Re: [tied] *h3 (More deja-vu)

From: Glen Gordon
Message: 15833
Date: 2002-10-01

Just responding to the points raised so far, broken down
into the following three categories:

On the character of *h1
Voicing of *h3
The uvularity of *kW

On the character of *h1
In Proto-Steppe (ancestral to Uralic, IE, Eskimo-Aleut and
Altaic), I see justification for only one aspirate *h.
The common pattern observable from this stage to that of
IndoTyrrhenian (or "PreIE" if one must) is that the
roundness of *u in an initial syllable was transfered to
the consonant as the vowel system was becoming centralized:

Steppe IndoTyrrhenian
*ku > *kW&
*ki > *k&
*ka > *ka

This seems clear enough to anyone delving into Nostratic
studies and it is the origin for all labialized consonants
in Indo-European whether we are speaking of *kW or even of
*hW (*h3). So both *h2 and *h3 ultimately derive from
Proto-Steppe *h and *h1 derives from something else.
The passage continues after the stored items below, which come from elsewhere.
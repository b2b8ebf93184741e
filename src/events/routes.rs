//! HTTP surface: service descriptor, the SSE stream, health and relay history.

use std::convert::Infallible;
use std::time::Duration;

use axum::{
    Json, Router,
    extract::State,
    response::{
        IntoResponse,
        sse::{Event, KeepAlive, Sse},
    },
    routing::get,
};
use futures::Stream;
use tokio_stream::StreamExt;
use tokio_stream::wrappers::BroadcastStream;
use tokio_stream::wrappers::errors::BroadcastStreamRecvError;
use tower_http::cors::CorsLayer;
use tracing::{info, warn};

use super::broadcast::MessageBroadcaster;
use crate::relay::{Message, RelayHistory};

pub const EVENTS_PATH: &str = "/events";

/// State shared across handlers.
#[derive(Clone)]
pub struct EventsState {
    pub broadcaster: MessageBroadcaster,
    pub history: RelayHistory,
    /// Interval between keep-alive comments on idle streams.
    pub keep_alive: Duration,
}

/// Build the router with the stream and status routes.
pub fn event_routes(state: EventsState) -> Router {
    Router::new()
        .route("/", get(index))
        .route(EVENTS_PATH, get(events))
        .route("/health", get(health))
        .route("/relays", get(relays))
        .layer(CorsLayer::permissive())
        .with_state(state)
}

async fn index() -> impl IntoResponse {
    Json(serde_json::json!({
        "message": "Telegram SSE server is running.",
        "sse_endpoint": EVENTS_PATH,
    }))
}

async fn health(State(state): State<EventsState>) -> impl IntoResponse {
    Json(serde_json::json!({
        "status": "ok",
        "subscribers": state.broadcaster.subscriber_count(),
    }))
}

async fn relays(State(state): State<EventsState>) -> impl IntoResponse {
    Json(state.history.recent().await)
}

/// Logs when the serving stream is dropped, i.e. the client went away.
struct Subscription;

impl Drop for Subscription {
    fn drop(&mut self) {
        info!("Stream client disconnected");
    }
}

/// One SSE event per message. Line breaks become separate `data:` lines.
fn message_event(message: &Message) -> Event {
    let text = message.text.replace("\r\n", "\n").replace('\r', "\n");
    Event::default().data(text)
}

async fn events(
    State(state): State<EventsState>,
) -> Sse<impl Stream<Item = Result<Event, Infallible>>> {
    let rx = state.broadcaster.subscribe();
    info!(
        subscribers = state.broadcaster.subscriber_count(),
        "Stream client connected"
    );

    let subscription = Subscription;
    let stream = BroadcastStream::new(rx).filter_map(move |item| {
        let _ = &subscription;
        match item {
            Ok(message) => Some(Ok(message_event(&message))),
            Err(BroadcastStreamRecvError::Lagged(skipped)) => {
                warn!(skipped, "Stream client lagged behind broadcast");
                None
            }
        }
    });

    // Each keep-alive write also surfaces a dead connection.
    Sse::new(stream).keep_alive(KeepAlive::new().interval(state.keep_alive))
}

#[cfg(test)]
mod tests {
    use axum::{
        body::{Body, to_bytes},
        http::{Request, StatusCode, header},
    };
    use serde_json::Value;
    use tower::ServiceExt;
    use uuid::Uuid;

    use super::*;
    use crate::relay::RelayResult;

    fn state() -> EventsState {
        EventsState {
            broadcaster: MessageBroadcaster::new(16),
            history: RelayHistory::new(10),
            keep_alive: Duration::from_secs(15),
        }
    }

    async fn get_json(app: Router, uri: &str) -> Value {
        let resp = app
            .oneshot(Request::get(uri).body(Body::empty()).unwrap())
            .await
            .unwrap();
        assert_eq!(resp.status(), StatusCode::OK);
        let bytes = to_bytes(resp.into_body(), usize::MAX).await.unwrap();
        serde_json::from_slice(&bytes).unwrap()
    }

    #[tokio::test]
    async fn index_describes_stream_endpoint() {
        let body = get_json(event_routes(state()), "/").await;
        assert_eq!(body["sse_endpoint"], "/events");
        assert_eq!(body["message"], "Telegram SSE server is running.");
    }

    #[tokio::test]
    async fn health_reports_subscribers() {
        let state = state();
        let _rx = state.broadcaster.subscribe();
        let body = get_json(event_routes(state), "/health").await;
        assert_eq!(body["status"], "ok");
        assert_eq!(body["subscribers"], 1);
    }

    #[tokio::test]
    async fn relays_lists_history() {
        let state = state();
        state
            .history
            .record(
                Uuid::new_v4(),
                "Ping",
                RelayResult::success("sent", Some("https://doc".into())),
            )
            .await;
        let body = get_json(event_routes(state), "/relays").await;
        assert_eq!(body[0]["preview"], "Ping");
        assert_eq!(body[0]["result"]["status"], "success");
    }

    #[tokio::test]
    async fn events_streams_published_messages() {
        let state = state();
        let broadcaster = state.broadcaster.clone();
        let resp = event_routes(state)
            .oneshot(Request::get("/events").body(Body::empty()).unwrap())
            .await
            .unwrap();
        assert_eq!(resp.status(), StatusCode::OK);
        assert_eq!(
            resp.headers().get(header::CONTENT_TYPE).unwrap(),
            "text/event-stream"
        );
        assert_eq!(broadcaster.subscriber_count(), 1);

        broadcaster.publish(Message::new("hello"));
        broadcaster.publish(Message::new("line one\nline two"));

        let mut body = resp.into_body().into_data_stream();
        let mut received = String::new();
        while !received.contains("line two") {
            let chunk = body.next().await.unwrap().unwrap();
            received.push_str(std::str::from_utf8(&chunk).unwrap());
        }
        assert_eq!(
            received,
            "data: hello\n\ndata: line one\ndata: line two\n\n"
        );

        drop(body);
        assert_eq!(broadcaster.subscriber_count(), 0);
    }
}
//! One-shot: generate text for a prompt and mail it.
//!
//! Usage: `generate-mail [--to ADDRESS] [--subject TEXT] [PROMPT...]`

use clap::Parser;
use tracing::info;

use telegram_relay::config::env_lookup;
use telegram_relay::llm::{GeminiClient, GeminiConfig};
use telegram_relay::mail::{Recipient, SmtpConfig, SmtpMailer};
use telegram_relay::relay::{
    DEFAULT_SUBJECT, RelayStatus, generate_and_deliver, generate_and_deliver_to,
};
use telegram_relay::telemetry;

const DEFAULT_PROMPT: &str = "Explain how AI works in a few words";

#[derive(Parser, Debug)]
#[command(version, about = "Generate text with Gemini and email it", long_about = None)]
struct Args {
    /// Recipient address. Defaults to GMAIL_ADDRESS itself.
    #[arg(long)]
    to: Option<String>,

    /// Mail subject
    #[arg(long, default_value = DEFAULT_SUBJECT)]
    subject: String,

    /// Prompt words, joined with spaces
    prompt: Vec<String>,
}

impl Args {
    fn prompt(&self) -> String {
        if self.prompt.is_empty() {
            DEFAULT_PROMPT.to_string()
        } else {
            self.prompt.join(" ")
        }
    }
}

#[tokio::main]
async fn main() -> anyhow::Result<()> {
    let args = Args::parse();

    let _ = dotenvy::dotenv();
    telemetry::init();
    let _ = rustls::crypto::ring::default_provider().install_default();

    let gemini = GeminiConfig::from_lookup(&env_lookup)?;
    if let Err(e) = gemini.require_key() {
        eprintln!("Error: {e}");
        std::process::exit(1);
    }

    let generator = GeminiClient::new(gemini);
    let mailer = SmtpMailer::new(SmtpConfig::from_lookup(&env_lookup)?);
    let prompt = args.prompt();
    info!(
        model = generator.model(),
        to = args.to.as_deref().or(mailer.sender()).unwrap_or("(unset)"),
        prompt = %prompt,
        "Generating"
    );

    let subject = Some(args.subject.as_str());
    let (text, result) = match args.to {
        Some(address) => {
            let to = Recipient::Address(address);
            generate_and_deliver_to(&generator, &mailer, &prompt, subject, to).await
        }
        None => generate_and_deliver(&generator, &mailer, &prompt, subject).await,
    };

    if let Some(text) = text {
        println!("{text}");
    }
    match result.status {
        RelayStatus::Success => {
            eprintln!("{}", result.detail);
            Ok(())
        }
        RelayStatus::Error => {
            eprintln!("Error: {}", result.detail);
            std::process::exit(1);
        }
    }
}
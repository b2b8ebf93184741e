//! Generate -> publish -> deliver.
//!
//! Each step runs only after the previous one succeeded. The first failure
//! ends the run and is reported in the returned [`RelayResult`]; nothing is
//! retried.

use std::sync::Arc;

use tracing::{error, info};

use crate::error::BackendError;
use crate::llm::TextGenerator;
use crate::mail::{Mailer, OutgoingMail, Recipient};
use crate::relay::types::{RelayResult, RelayStep};
use crate::storage::DocumentStore;

/// Characters of the prompt carried into subjects and document titles.
const PREVIEW_CHARS: usize = 30;

/// Subject used by [`generate_and_deliver`] when none is given.
pub const DEFAULT_SUBJECT: &str = "AI Generated Content";

fn preview(text: &str) -> String {
    text.chars().take(PREVIEW_CHARS).collect()
}

/// Subject line of the relay notification mail.
pub fn subject_for(text: &str) -> String {
    format!("Response for your query: {}...", preview(text))
}

fn title_for(text: &str) -> String {
    format!("Response: {}", preview(text))
}

fn body_for(url: &str) -> String {
    format!("Here is the link to the Google Sheet with the answer:\n{url}")
}

/// Runs one message through the three backends.
#[derive(Clone)]
pub struct RelayPipeline {
    generator: Arc<dyn TextGenerator>,
    store: Arc<dyn DocumentStore>,
    mailer: Arc<dyn Mailer>,
}

impl RelayPipeline {
    pub fn new(
        generator: Arc<dyn TextGenerator>,
        store: Arc<dyn DocumentStore>,
        mailer: Arc<dyn Mailer>,
    ) -> Self {
        Self {
            generator,
            store,
            mailer,
        }
    }

    /// Relay one message. Never panics and never returns a partial result.
    pub async fn relay(&self, text: &str) -> RelayResult {
        match self.run(text).await {
            Ok(result) => result,
            Err((step, err)) => {
                error!(step = %step, error = %err, "Relay failed");
                RelayResult::failure(step, &err)
            }
        }
    }

    async fn run(&self, text: &str) -> Result<RelayResult, (RelayStep, BackendError)> {
        let answer = self
            .generator
            .generate(text)
            .await
            .map_err(|e| (RelayStep::Generate, e))?;
        info!(
            generator = self.generator.name(),
            chars = answer.chars().count(),
            "Answer generated"
        );

        let doc = self
            .store
            .create_document(&title_for(text), &answer)
            .await
            .map_err(|e| (RelayStep::Publish, e))?;
        self.store
            .set_public_readable(&doc.id)
            .await
            .map_err(|e| (RelayStep::Publish, e))?;
        if doc.url.trim().is_empty() {
            return Err((
                RelayStep::Publish,
                BackendError::invalid_response(self.store.name(), "document has no URL"),
            ));
        }
        info!(store = self.store.name(), url = %doc.url, "Answer published");

        let receipt = self
            .mailer
            .send(OutgoingMail::to_self(subject_for(text), body_for(&doc.url)))
            .await
            .map_err(|e| (RelayStep::Deliver, e))?;
        info!(mailer = self.mailer.name(), to = %receipt.recipient, "Link delivered");

        Ok(RelayResult::success(receipt.detail, Some(doc.url)))
    }
}

/// Generate text for `prompt` and mail it to the account itself, without a
/// document.
///
/// Returns the generated text (if generation succeeded) alongside the result.
pub async fn generate_and_deliver(
    generator: &dyn TextGenerator,
    mailer: &dyn Mailer,
    prompt: &str,
    subject: Option<&str>,
) -> (Option<String>, RelayResult) {
    generate_and_deliver_to(generator, mailer, prompt, subject, Recipient::Myself).await
}

/// Like [`generate_and_deliver`], to any recipient.
pub async fn generate_and_deliver_to(
    generator: &dyn TextGenerator,
    mailer: &dyn Mailer,
    prompt: &str,
    subject: Option<&str>,
    to: Recipient,
) -> (Option<String>, RelayResult) {
    let answer = match generator.generate(prompt).await {
        Ok(answer) => answer,
        Err(e) => {
            error!(error = %e, "Generation failed");
            return (None, RelayResult::failure(RelayStep::Generate, &e));
        }
    };

    let mail = OutgoingMail {
        subject: subject.unwrap_or(DEFAULT_SUBJECT).to_string(),
        body: answer.clone(),
        to,
    };
    match mailer.send(mail).await {
        Ok(receipt) => (Some(answer), RelayResult::success(receipt.detail, None)),
        Err(e) => {
            error!(error = %e, "Delivery failed");
            (Some(answer), RelayResult::failure(RelayStep::Deliver, &e))
        }
    }
}
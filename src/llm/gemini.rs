//! Gemini client: `generateContent` over plain HTTPS.
//!
//! The API key travels as the `key` query parameter. Response text lives at
//! `candidates[0].content.parts[*].text`.

use async_trait::async_trait;
use secrecy::{ExposeSecret, SecretString};
use serde::{Deserialize, Serialize};
use tracing::{debug, info};

use crate::config::lookup_value;
use crate::error::{BackendError, ConfigError};
use crate::llm::TextGenerator;

const SERVICE: &str = "gemini";
const DEFAULT_API_BASE: &str = "https://generativelanguage.googleapis.com";
const DEFAULT_MODEL: &str = "gemini-2.5-flash";

/// Error bodies longer than this are cut before landing in logs.
const MAX_ERROR_BODY: usize = 500;

/// Gemini configuration. The key is optional here: without it every
/// `generate` call fails with `NotConfigured`.
#[derive(Debug, Clone)]
pub struct GeminiConfig {
    pub api_key: Option<SecretString>,
    pub model: String,
    pub api_base: String,
}

impl GeminiConfig {
    pub fn from_lookup<L>(lookup: &L) -> Result<Self, ConfigError>
    where
        L: Fn(&str) -> Option<String>,
    {
        let api_key = lookup_value(lookup, "GEMINI_API_KEY")
            .or_else(|| lookup_value(lookup, "GOOGLE_API_KEY"))
            .map(SecretString::from);

        Ok(Self {
            api_key,
            model: lookup_value(lookup, "GEMINI_MODEL").unwrap_or_else(|| DEFAULT_MODEL.into()),
            api_base: lookup_value(lookup, "GEMINI_API_BASE")
                .unwrap_or_else(|| DEFAULT_API_BASE.into()),
        })
    }

    /// Fail unless a key is present. Used where generation is mandatory.
    pub fn require_key(&self) -> Result<(), ConfigError> {
        match self.api_key {
            Some(_) => Ok(()),
            None => Err(ConfigError::MissingRequired {
                key: "GEMINI_API_KEY".into(),
                hint: "Set GEMINI_API_KEY (or GOOGLE_API_KEY) to a Google AI Studio key.".into(),
            }),
        }
    }
}

// ── Wire types ──────────────────────────────────────────────────────

#[derive(Debug, Serialize, Deserialize, Default)]
struct Part {
    #[serde(default, skip_serializing_if = "Option::is_none")]
    text: Option<String>,
}

#[derive(Debug, Serialize, Deserialize, Default)]
struct Content {
    #[serde(default, skip_serializing_if = "Option::is_none")]
    role: Option<String>,
    #[serde(default)]
    parts: Vec<Part>,
}

#[derive(Debug, Serialize)]
struct GenerateRequest {
    contents: Vec<Content>,
}

#[derive(Debug, Deserialize)]
#[serde(rename_all = "camelCase")]
struct Candidate {
    content: Option<Content>,
    finish_reason: Option<String>,
}

#[derive(Debug, Deserialize)]
struct GenerateResponse {
    #[serde(default)]
    candidates: Vec<Candidate>,
}

#[derive(Debug, Deserialize)]
struct ApiErrorBody {
    error: ApiError,
}

#[derive(Debug, Deserialize)]
struct ApiError {
    message: String,
}

// ── Client ──────────────────────────────────────────────────────────

pub struct GeminiClient {
    config: GeminiConfig,
    client: reqwest::Client,
}

impl GeminiClient {
    pub fn new(config: GeminiConfig) -> Self {
        info!(model = %config.model, configured = config.api_key.is_some(), "Gemini client ready");
        Self {
            config,
            client: reqwest::Client::new(),
        }
    }

    pub fn model(&self) -> &str {
        &self.config.model
    }

    fn endpoint(&self) -> String {
        format!(
            "{}/v1beta/models/{}:generateContent",
            self.config.api_base.trim_end_matches('/'),
            self.config.model
        )
    }
}

#[async_trait]
impl TextGenerator for GeminiClient {
    fn name(&self) -> &str {
        SERVICE
    }

    async fn generate(&self, prompt: &str) -> Result<String, BackendError> {
        let api_key = self
            .config
            .api_key
            .as_ref()
            .ok_or_else(|| BackendError::not_configured(SERVICE, "GEMINI_API_KEY"))?;

        let request = GenerateRequest {
            contents: vec![Content {
                role: Some("user".into()),
                parts: vec![Part {
                    text: Some(prompt.to_string()),
                }],
            }],
        };

        debug!(model = %self.config.model, prompt_len = prompt.len(), "Calling Gemini");

        let resp = self
            .client
            .post(self.endpoint())
            .query(&[("key", api_key.expose_secret())])
            .json(&request)
            .send()
            .await
            .map_err(|e| BackendError::request_failed(SERVICE, e.without_url()))?;

        let status = resp.status();
        if !status.is_success() {
            let raw = resp.text().await.unwrap_or_default();
            return Err(BackendError::HttpStatus {
                service: SERVICE.into(),
                status: status.as_u16(),
                body: error_message(&raw),
            });
        }

        let body: GenerateResponse = resp
            .json()
            .await
            .map_err(|e| BackendError::invalid_response(SERVICE, e.without_url()))?;

        extract_text(body)
    }
}

fn extract_text(body: GenerateResponse) -> Result<String, BackendError> {
    let candidate = body
        .candidates
        .into_iter()
        .next()
        .ok_or_else(|| BackendError::invalid_response(SERVICE, "no candidates returned"))?;

    let text: String = candidate
        .content
        .map(|c| c.parts.into_iter().filter_map(|p| p.text).collect())
        .unwrap_or_default();

    if text.trim().is_empty() {
        let reason = candidate.finish_reason.as_deref().unwrap_or("unknown");
        return Err(BackendError::invalid_response(
            SERVICE,
            format!("empty text (finish reason: {reason})"),
        ));
    }

    Ok(text)
}

/// Prefer the structured `error.message`, else the raw body, cut short.
fn error_message(raw: &str) -> String {
    let message = serde_json::from_str::<ApiErrorBody>(raw)
        .map(|b| b.error.message)
        .unwrap_or_else(|_| raw.to_string());
    message.chars().take(MAX_ERROR_BODY).collect()
}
Now, *h1 derives from Proto-Steppe *? and since *h2 and
*h3 must derive from *h already, I don't see why we should
conclude that initial *h1 was *[?] in some cases and *[h].
Plus, as Jens remarks justly, it is logically uneconomical
to begin with.

To me, the solution is simple. In initial position, *h1
was *[?] and mediofinally it was *[h], thereby satisfying
everybody's inquietudes. It is the fact that mediofinal
*h1 softened from *[?] to *[h] in Mid IE which is what
caused the compensatory lowering of *h2 to uvular *[h.]
in the first place.

I refuse to entertain idle associations with Proto-Semitic
laryngeals to gain any insight. This is a red herring. It
is clear to anyone with a grain of reasoning that there
must surely be a good ten thousand years of seperation
between Semitic and IE. Indo-Semitic comparisons should be
left in the 19th century where they belong and if Miguel
wishes to live in that century, I'd be more than happy to
fund the research in time travel to get him there :)

Voicing of *h3
Hmm, my arguement against *h3 being voiced on grounds of
markedness was completely ignored. There are few if
any examples that can possibly, if not convincingly,
prove voicing of *h3. Yet even so, the idea itself is
fundamentally flawed. So I continue to wonder how Jens
can argue against this point.

The uvularity of *kW
I stated that *kW was not uvular in Indo-European (at
least in the latest stage of IE) whereupon Miguel
produced counterexamples such as *kWasyo- and *(s)kWalo-
that appear to prove me wrong... They don't at all.

The association between uvular phonemes and lowering
effects on *e have been raised previously. I've concluded
up to now that *q (traditional "unpalatal" *k) does
indeed lower *e to *a just as the uvular *h2 does the same.
I haven't seen any instances of **qe either.

With *kW, we know very well that there are a plethora
of examples of *kW beside *e (*kWesyo, *kWer-, *sekW-,
etc) showing quite clearly that *kW either doesn't
lower *e consistently or it doesn't lower *e at all.
Further, we also know that there are other factors that
cause *a besides uvularity, otherwise we are hard-pressed
to explain *gHansr "goose"... Oh, perhaps plain *gH is
uvular too, Miguel? Perhaps all IE phonemes are uvular
and perhaps IE speakers choked on every syllable.

So I rest my case: There is no distinct uvular *kW in IE.